Case Presentation
In December 2020, a male patient presented with symptoms of cough,
sputum and chest tightness for one month and worsened over one week.
Ultrasound showed a large pericardial effusion, hypoechoic nodules
measuring approximately 31*40 mm (Figure1) and a small amount of pleural
effusion, and a diagnosis of NSCLC (adenocarcinoma of the lung) with
tumor stage IVB (T3N3MIC) was considered after puncture biopsy of the
corresponding site. Next-generation sequencing-based genomic testing
showed the result that a mutation in KRAS Q61H was carried out by the
patient (Table 1). Immunohistochemical results: Cytokeratin 7 (CK) 7
(+), Cytokeratin20 (CK20) (-), Carcinoembryonic antigen (CEA) (weak +),
Transcription termination factor (TTF-1) (+), Napsin-A (+), P63 (An
oncogene) (few +), Ki67 (A protein encoded in humans by the MKI67 gene
(an antigen recognized by the monoclonal antibody Ki-67) (about 30% +),
P53 (An oncogene) (part +). The patient was in good health, denied any
history of chronic medical conditions such as hypertension, diabetes and
family history of tumors, and admitted to a history of smoking, 20
cigarettes/day, for over 30 years.
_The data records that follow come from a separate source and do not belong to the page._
//! End-to-end analysis over small hand-built schemas.

mod common;

use common::{author_post_schema, fk_relation, id_field, rbac_blog_schema};
use relgen_analyze::prelude::*;
use relgen_schema::prelude::*;

#[test]
fn fk_owning_relation_without_back_reference_is_many_to_one() {
    let schema = author_post_schema(false);
    let post = schema.get_entity("Post").unwrap();

    let result = analyze(post, &schema, &AnalyzeConfig::default()).unwrap();
    let author = &result.relationships[0];
    assert!(author.is_many_to_one);

    assert_eq!(
        result.capabilities.foreign_keys,
        vec![ForeignKeyInfo {
            fields: vec!["authorId".to_string()],
            alias: "author".to_string(),
            relation_name: None,
            target: "User".to_string(),
        }]
    );
}

#[test]
fn unique_fk_promotes_to_one_to_one() {
    let schema = author_post_schema(true);
    let post = schema.get_entity("Post").unwrap();

    let result = analyze(post, &schema, &AnalyzeConfig::default()).unwrap();
    assert!(result.relationships[0].is_one_to_one);
}

#[test]
fn composite_key_bridge_is_a_junction() {
    let schema = rbac_blog_schema();
    let post_role = schema.get_entity("PostRole").unwrap();

    let result = analyze(post_role, &schema, &AnalyzeConfig::default()).unwrap();
    assert!(result.is_junction);

    // Both bridge legs classify many-to-one but are never auto-included.
    assert!(result.relationships.iter().all(|r| r.is_many_to_one));
    assert!(result.auto_include_relations.is_empty());
}

#[test]
fn one_sided_list_to_plain_entity_is_one_to_many() {
    let schema = rbac_blog_schema();
    let user = schema.get_entity("User").unwrap();

    let result = analyze(user, &schema, &AnalyzeConfig::default()).unwrap();
    let posts = result
        .relationships
        .iter()
        .find(|r| r.field_name == "posts")
        .unwrap();
    assert!(posts.is_one_to_many);
}

#[test]
fn one_sided_list_to_junction_is_many_to_many() {
    let schema = rbac_blog_schema();
    let user = schema.get_entity("User").unwrap();

    let result = analyze(user, &schema, &AnalyzeConfig::default()).unwrap();
    let assignments = result
        .relationships
        .iter()
        .find(|r| r.field_name == "assignments")
        .unwrap();
    assert!(assignments.is_many_to_many);
}

#[test]
fn composite_only_slug_disables_find_by_slug() {
    let mut post = Entity::new(
        "Post",
        vec![
            id_field(),
            Field::scalar("slug", "String"),
            Field::scalar("tenantId", "Int"),
        ],
    );
    post.unique_constraints = vec![UniqueConstraint::new(&["slug", "tenantId"])];
    let schema = Schema::new(vec![post], vec![]);

    let post = schema.get_entity("Post").unwrap();
    let result = analyze(post, &schema, &AnalyzeConfig::default()).unwrap();
    assert!(!result.capabilities.has_find_by_slug);
    assert!(result.special_fields.slug.is_none());
}

#[test]
fn capabilities_reflect_conventional_content_entity() {
    let mut slug = Field::scalar("slug", "String");
    slug.is_unique = true;

    let article = Entity::new(
        "Article",
        vec![
            id_field(),
            Field::scalar("title", "String"),
            Field::scalar("body", "String"),
            slug,
            Field::scalar("published", "Boolean"),
            Field::scalar("viewCount", "Int"),
            Field::scalar("deletedAt", "DateTime"),
            Field::scalar("passwordHint", "String"),
        ],
    );
    let schema = Schema::new(vec![article], vec![]);

    let article = schema.get_entity("Article").unwrap();
    let result = analyze(article, &schema, &AnalyzeConfig::default()).unwrap();
    let caps = &result.capabilities;

    assert!(caps.has_find_by_slug);
    assert!(caps.has_published);
    assert!(caps.has_soft_delete);
    assert!(caps.has_search);
    assert_eq!(
        caps.search_fields,
        vec!["title".to_string(), "body".to_string(), "slug".to_string()]
    );
    assert!(caps.has_filters);
    assert!(result.special_fields.views.is_some());
}

#[test]
fn self_relation_category_tree() {
    let mut children = Field::relation("children", "Category");
    children.is_list = true;

    let category = Entity::new(
        "Category",
        vec![
            id_field(),
            Field::scalar("parentId", "Int"),
            fk_relation("parent", "Category", &["parentId"]),
            children,
        ],
    );
    let schema = Schema::new(vec![category], vec![]);

    let category = schema.get_entity("Category").unwrap();
    let result = analyze(category, &schema, &AnalyzeConfig::default()).unwrap();

    let parent = result
        .relationships
        .iter()
        .find(|r| r.field_name == "parent")
        .unwrap();
    let children = result
        .relationships
        .iter()
        .find(|r| r.field_name == "children")
        .unwrap();

    assert!(parent.is_many_to_one);
    assert!(children.is_one_to_many);
    assert!(result.capabilities.has_parent_child);
    assert!(result.special_fields.parent_id.is_some());
}

#[test]
fn analysis_result_serializes_without_empty_error_list() {
    let schema = author_post_schema(false);
    let post = schema.get_entity("Post").unwrap();

    let result = analyze(post, &schema, &AnalyzeConfig::default()).unwrap();
    let json = serde_json::to_value(&result).unwrap();

    assert!(json.get("errors").is_none());
    assert_eq!(json["is_junction"], serde_json::json!(false));
    assert_eq!(
        json["relationships"][0]["field_name"],
        serde_json::json!("author")
    );
}

#[test]
fn schema_validation_catches_broken_relation_metadata() {
    let post = Entity::new(
        "Post",
        vec![fk_relation("author", "User", &["missingField"])],
    );
    let user = Entity::new("User", vec![id_field()]);
    let schema = Schema::new(vec![post, user], vec![]);

    let errs = relgen_schema::validate::validate_schema(&schema);
    assert!(errs.is_err());
}
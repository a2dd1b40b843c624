pub mod analyze;
pub mod backref;
pub mod capabilities;
pub mod config;
pub mod error;
pub mod junction;
pub mod relationship;
pub mod special;
pub mod unique;

pub use crate::{
    analyze::{AnalysisIssue, AnalysisResult, analyze, analyze_schema, include_map},
    config::AnalyzeConfig,
    error::AnalyzeError,
};

///
/// Prelude
///

pub mod prelude {
    pub use crate::{
        analyze::{AnalysisIssue, AnalysisResult, analyze, analyze_schema, include_map},
        backref::{BackRef, find_back_reference},
        capabilities::{ForeignKeyInfo, ModelCapabilities, build_capabilities},
        config::{
            AnalyzeConfig, AutoIncludePolicy, ConfigError, NamePattern, SpecialFieldMatcher,
        },
        error::AnalyzeError,
        junction::is_junction,
        relationship::{Cardinality, RelationshipInfo, classify},
        special::{
            FieldScan, FilterField, FilterKind, SpecialFieldKey, SpecialFields, normalize_name,
            scan_fields,
        },
        unique::{are_fields_unique, is_field_unique},
    };
}
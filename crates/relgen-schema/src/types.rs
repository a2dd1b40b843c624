use derive_more::{Display, FromStr};
use serde::Serialize;

///
/// FieldKind
/// How a field's declared type resolves within the schema.
///

#[derive(Clone, Copy, Debug, Display, Eq, PartialEq, Serialize)]
#[remain::sorted]
pub enum FieldKind {
    /// The declared type names an enum in the schema.
    Enum,

    /// The declared type names another entity.
    Relation,

    /// The declared type is a builtin scalar.
    Scalar,

    /// The declared type could not be resolved to anything known.
    Unsupported,
}

impl FieldKind {
    #[must_use]
    pub const fn is_relation(self) -> bool {
        matches!(self, Self::Relation)
    }
}

///
/// ScalarType
/// Builtin scalar types a declared type name may resolve to.
///

#[derive(Clone, Copy, Debug, Display, Eq, FromStr, PartialEq, Serialize)]
#[remain::sorted]
pub enum ScalarType {
    BigInt,
    Boolean,
    Bytes,
    DateTime,
    Decimal,
    Float,
    Int,
    Json,
    String,
}

impl ScalarType {
    /// Resolve a declared type name, `None` for non-scalar names.
    #[must_use]
    pub fn parse(name: &str) -> Option<Self> {
        name.parse::<Self>().ok()
    }

    #[must_use]
    pub const fn is_numeric(self) -> bool {
        matches!(
            self,
            Self::BigInt | Self::Decimal | Self::Float | Self::Int
        )
    }

    #[must_use]
    pub const fn is_temporal(self) -> bool {
        matches!(self, Self::DateTime)
    }

    #[must_use]
    pub const fn is_textual(self) -> bool {
        matches!(self, Self::String)
    }

    /// Scalars that downstream query layers can filter on.
    #[must_use]
    pub const fn supports_filtering(self) -> bool {
        !matches!(self, Self::Bytes | Self::Json)
    }
}
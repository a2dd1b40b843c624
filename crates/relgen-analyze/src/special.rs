use crate::{
    config::{AnalyzeConfig, ConfigError, NamePattern, TypeValidator, default_matcher_table},
    unique::is_field_unique,
};
use relgen_schema::{
    node::{Entity, Field},
    types::{FieldKind, ScalarType},
};
use serde::Serialize;
use std::{
    collections::BTreeMap,
    fmt::{self, Display},
    str::FromStr,
};

///
/// SpecialFieldKey
/// The recognized special-field slots.
///

#[derive(Clone, Copy, Debug, Eq, Ord, PartialEq, PartialOrd, Serialize)]
#[remain::sorted]
pub enum SpecialFieldKey {
    Approved,
    DeletedAt,
    Likes,
    ParentId,
    Published,
    Slug,
    Views,
}

impl SpecialFieldKey {
    pub const ALL: [Self; 7] = [
        Self::Approved,
        Self::DeletedAt,
        Self::Likes,
        Self::ParentId,
        Self::Published,
        Self::Slug,
        Self::Views,
    ];

    #[must_use]
    pub const fn as_str(self) -> &'static str {
        match self {
            Self::Approved => "approved",
            Self::DeletedAt => "deletedAt",
            Self::Likes => "likes",
            Self::ParentId => "parentId",
            Self::Published => "published",
            Self::Slug => "slug",
            Self::Views => "views",
        }
    }
}

impl Display for SpecialFieldKey {
    fn fmt(&self, f: &mut fmt::Formatter<'_>) -> fmt::Result {
        f.write_str(self.as_str())
    }
}

impl FromStr for SpecialFieldKey {
    type Err = ();

    fn from_str(s: &str) -> Result<Self, Self::Err> {
        Self::ALL
            .into_iter()
            .find(|key| key.as_str() == s)
            .ok_or(())
    }
}

///
/// SpecialFields
///
/// The per-entity assignment of special-field slots. Each slot is filled at
/// most once, and a field never occupies two slots.
///

#[derive(Clone, Debug, Default, Serialize)]
pub struct SpecialFields {
    #[serde(default, skip_serializing_if = "Option::is_none")]
    pub published: Option<Field>,

    #[serde(default, skip_serializing_if = "Option::is_none")]
    pub slug: Option<Field>,

    #[serde(default, skip_serializing_if = "Option::is_none")]
    pub views: Option<Field>,

    #[serde(default, skip_serializing_if = "Option::is_none")]
    pub likes: Option<Field>,

    #[serde(default, skip_serializing_if = "Option::is_none")]
    pub approved: Option<Field>,

    #[serde(default, skip_serializing_if = "Option::is_none")]
    pub deleted_at: Option<Field>,

    #[serde(default, skip_serializing_if = "Option::is_none")]
    pub parent_id: Option<Field>,
}

impl SpecialFields {
    #[must_use]
    pub const fn get(&self, key: SpecialFieldKey) -> Option<&Field> {
        match key {
            SpecialFieldKey::Approved => self.approved.as_ref(),
            SpecialFieldKey::DeletedAt => self.deleted_at.as_ref(),
            SpecialFieldKey::Likes => self.likes.as_ref(),
            SpecialFieldKey::ParentId => self.parent_id.as_ref(),
            SpecialFieldKey::Published => self.published.as_ref(),
            SpecialFieldKey::Slug => self.slug.as_ref(),
            SpecialFieldKey::Views => self.views.as_ref(),
        }
    }

    fn set(&mut self, key: SpecialFieldKey, field: &Field) {
        let slot = match key {
            SpecialFieldKey::Approved => &mut self.approved,
            SpecialFieldKey::DeletedAt => &mut self.deleted_at,
            SpecialFieldKey::Likes => &mut self.likes,
            SpecialFieldKey::ParentId => &mut self.parent_id,
            SpecialFieldKey::Published => &mut self.published,
            SpecialFieldKey::Slug => &mut self.slug,
            SpecialFieldKey::Views => &mut self.views,
        };

        if slot.is_none() {
            *slot = Some(field.clone());
        }
    }

    fn is_complete(&self) -> bool {
        SpecialFieldKey::ALL.into_iter().all(|k| self.get(k).is_some())
    }
}

///
/// FilterKind
/// How a filterable field is queried.
///

#[derive(Clone, Copy, Debug, Eq, PartialEq, Serialize)]
#[remain::sorted]
#[serde(rename_all = "lowercase")]
pub enum FilterKind {
    Array,
    Boolean,
    Enum,
    Exact,
    Range,
}

///
/// FilterField
///

#[derive(Clone, Debug, Eq, PartialEq, Serialize)]
pub struct FilterField {
    pub name: String,
    pub kind: FilterKind,
}

///
/// FieldScan
/// Output of the single pass over an entity's non-relation fields.
///

#[derive(Clone, Debug, Default, Serialize)]
pub struct FieldScan {
    pub special_fields: SpecialFields,
    pub search_fields: Vec<String>,
    pub filter_fields: Vec<FilterField>,
}

/// Normalize a field name for pattern matching: lowercase, with the
/// separators `_`, `-`, space, and `.` stripped. Idempotent.
#[must_use]
pub fn normalize_name(name: &str) -> String {
    name.chars()
        .filter(|c| !matches!(c, '_' | '-' | ' ' | '.'))
        .flat_map(char::to_lowercase)
        .collect()
}

/// Single pass over `entity`'s non-relation fields: special-field
/// assignment, searchable fields, and filterable fields with filter kind.
pub fn scan_fields(entity: &Entity, config: &AnalyzeConfig) -> Result<FieldScan, ConfigError> {
    let matchers = resolve_matchers(config)?;
    let mut scan = FieldScan::default();

    for field in &entity.fields {
        if field.is_relation() {
            continue;
        }

        let normalized = normalize_name(&field.name);

        if !scan.special_fields.is_complete() {
            assign_special_field(entity, field, &normalized, &matchers, &mut scan.special_fields);
        }

        if is_searchable(field, &normalized, config) {
            scan.search_fields.push(field.name.clone());
        }

        if let Some(kind) = filter_kind(field) {
            scan.filter_fields.push(FilterField {
                name: field.name.clone(),
                kind,
            });
        }
    }

    Ok(scan)
}

/// The default matcher table with configured overrides applied per key.
fn resolve_matchers(
    config: &AnalyzeConfig,
) -> Result<Vec<(SpecialFieldKey, NamePattern, TypeValidator)>, ConfigError> {
    let mut table: BTreeMap<SpecialFieldKey, (NamePattern, TypeValidator)> =
        default_matcher_table()
            .into_iter()
            .map(|(key, pattern, validator)| (key, (pattern, validator)))
            .collect();

    for matcher in &config.special_field_matchers {
        let key = matcher.key.parse::<SpecialFieldKey>().map_err(|()| {
            ConfigError::UnknownSpecialFieldKey {
                key: matcher.key.clone(),
            }
        })?;
        table.insert(key, (matcher.pattern.clone(), matcher.validator));
    }

    Ok(table
        .into_iter()
        .map(|(key, (pattern, validator))| (key, pattern, validator))
        .collect())
}

fn assign_special_field(
    entity: &Entity,
    field: &Field,
    normalized: &str,
    matchers: &[(SpecialFieldKey, NamePattern, TypeValidator)],
    special: &mut SpecialFields,
) {
    for (key, pattern, validator) in matchers {
        if special.get(*key).is_some() || !pattern.matches(normalized) {
            continue;
        }
        if !validator(field) {
            continue;
        }
        // A slug must be unique on its own; membership in a composite
        // constraint is not enough for single-field lookup.
        if *key == SpecialFieldKey::Slug && !is_field_unique(entity, &field.name, true) {
            continue;
        }

        special.set(*key, field);
        return;
    }
}

fn is_searchable(field: &Field, normalized: &str, config: &AnalyzeConfig) -> bool {
    if field.is_id || field.is_read_only || field.is_list {
        return false;
    }
    if !field.scalar_type().is_some_and(|t| t.is_textual()) {
        return false;
    }
    if config.exclude_sensitive_search_fields && config.is_sensitive_name(normalized) {
        return false;
    }

    true
}

fn filter_kind(field: &Field) -> Option<FilterKind> {
    if field.is_id || field.is_read_only {
        return None;
    }

    match field.kind {
        FieldKind::Enum => Some(if field.is_list {
            FilterKind::Array
        } else {
            FilterKind::Enum
        }),
        FieldKind::Scalar => {
            let ty = field.scalar_type()?;
            if !ty.supports_filtering() {
                return None;
            }

            Some(if field.is_list {
                FilterKind::Array
            } else if ty == ScalarType::Boolean {
                FilterKind::Boolean
            } else if ty.is_numeric() || ty.is_temporal() {
                FilterKind::Range
            } else {
                FilterKind::Exact
            })
        }
        FieldKind::Relation | FieldKind::Unsupported => None,
    }
}
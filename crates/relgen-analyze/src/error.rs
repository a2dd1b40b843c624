use crate::config::ConfigError;
use thiserror::Error as ThisError;

///
/// AnalyzeError
///

#[derive(Clone, Debug, Eq, PartialEq, ThisError)]
pub enum AnalyzeError {
    #[error(transparent)]
    Config(#[from] ConfigError),

    /// A relation field's declared target entity is absent from the schema.
    #[error("entity '{entity}', field '{field}': relation target '{target}' not found in schema")]
    UnresolvedRelation {
        entity: String,
        field: String,
        target: String,
    },
}
use crate::{
    error::ErrorTree,
    node::{Entity, Field, Schema},
};

/// Relation-field invariants that hold regardless of whether the relation
/// target resolves: own/referenced field lists agree in length, own fields
/// exist on the declaring entity, and non-relation fields carry no relation
/// metadata.
pub fn validate_relation_fields(schema: &Schema, errs: &mut ErrorTree) {
    for entity in schema.entities() {
        for field in &entity.fields {
            if field.is_relation() {
                check_relation_field(entity, field, errs);
            } else {
                check_non_relation_field(entity, field, errs);
            }
        }
    }
}

fn check_relation_field(entity: &Entity, field: &Field, errs: &mut ErrorTree) {
    let route = format!("{}.{}", entity.name, field.name);

    let own = &field.relation_fields;
    let referenced = &field.relation_references;

    if !own.is_empty() && referenced.is_empty() {
        errs.add_at(&route, "relation declares own fields but no referenced fields");
    } else if own.len() != referenced.len() && !own.is_empty() {
        errs.add_at(
            &route,
            format!(
                "relation declares {} own field(s) but {} referenced field(s)",
                own.len(),
                referenced.len()
            ),
        );
    }

    for name in own {
        match entity.get_field(name) {
            None => {
                errs.add_at(&route, format!("own field '{name}' does not exist"));
            }
            Some(fk) if fk.is_relation() => {
                errs.add_at(&route, format!("own field '{name}' is itself a relation"));
            }
            Some(_) => {}
        }
    }
}

fn check_non_relation_field(entity: &Entity, field: &Field, errs: &mut ErrorTree) {
    if field.relation_name.is_some()
        || !field.relation_fields.is_empty()
        || !field.relation_references.is_empty()
    {
        errs.add_at(
            format!("{}.{}", entity.name, field.name),
            "non-relation field carries relation metadata",
        );
    }
}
In March 2021, when the patient was
scheduled for his fifth chemotherapy treatment, a chest CT revealed an
increase in pleural thickening, an increase in peripheral inflammation
and a significant increase in pleural effusion after 3 months of using
cisplatin (100mg) and pemetrexed (800mg) (AP scheme) in combination with
endothelial inhibitors. The diameter of the tumor was 39mm ×36 mm
(Figure 1). On 20 April 2021, the patient was admitted to the hospital
with dyspnea and was diagnosed with malignant pleural effusion the
treatment regimen was adjusted to the combined treatment of Cisplatin
(100mg) and Docetaxel (120mg) (TP scheme) in combination with
camrelizumab (200mg) and endostatin (210mg) was administered. On 2
September 2021, reconsidering the progression of the disease the
combined treatment of camrelizumab (200mg) and endostatin (210mg) was
administered, during this period the patient underwent proton heavy ion
therapy 6 times at external hospitals (details not available). On 20
March 2022, while continuing treatment with camrelizumab, an
ultrasound-guided biopsy of the thyroid gland and lymph nodes was
performed and papillary thyroid cancer was identified. The patient’s
condition was discussed as multiple primary malignancies (MPMN)[10],
which refers to the simultaneous or sequential occurrence of 2 or more
primary malignancies in the same body organ, the mechanism of which is
currently unknown and perhaps related to the patient’s reduced ability
to monitor immune function to clear the mutated cells. Given the
critical nature of the patient’s primary disease at this time, neither
the patient nor the physician considered temporary management in
relation to papillary thyroid cancer. Serum lung tumour markers were
further controlled with targeted therapy. Changes in lung tumour
serology during respiratory chemotherapy are shown in Table 2 and
imaging reports are shown in Figure 1. The patient’s liver and kidney
function were monitored regularly during the drug administration, and no
significant hepatic or renal adverse effects were observed in this
patient. Since the patient had a fatty liver, the patient’s lipid
profile and liver function were monitored, as shown in Table 3. After 12
cycles of immunotherapy, the patient’s dosing regimen was adjusted from
camrelizumab (200mg) in combination with endonuclease (210mg) to a
combination of camrelizumab (200mg) and bevacizumab (900mg) with a
higher recommendation grade according to the relevant clinical treatment
guidelines[9]. This patient’s dosing regimen was all based on a
21-day dosing cycle, with all antineoplastic drugs administered
intravenously, except for recombinant human vascular endothelial
inhibitors, which were administered intra-pump. Interestingly within 18
months of immunotherapy, we not only found that the patient’s pleural
effusion disappeared but also that the levels of several tumour markers
tested fell from above normal to normal range. In addition, the primary
tumor in the lung did not progress. As of the last follow-up date
(December 2023), the overall survival was 27 months.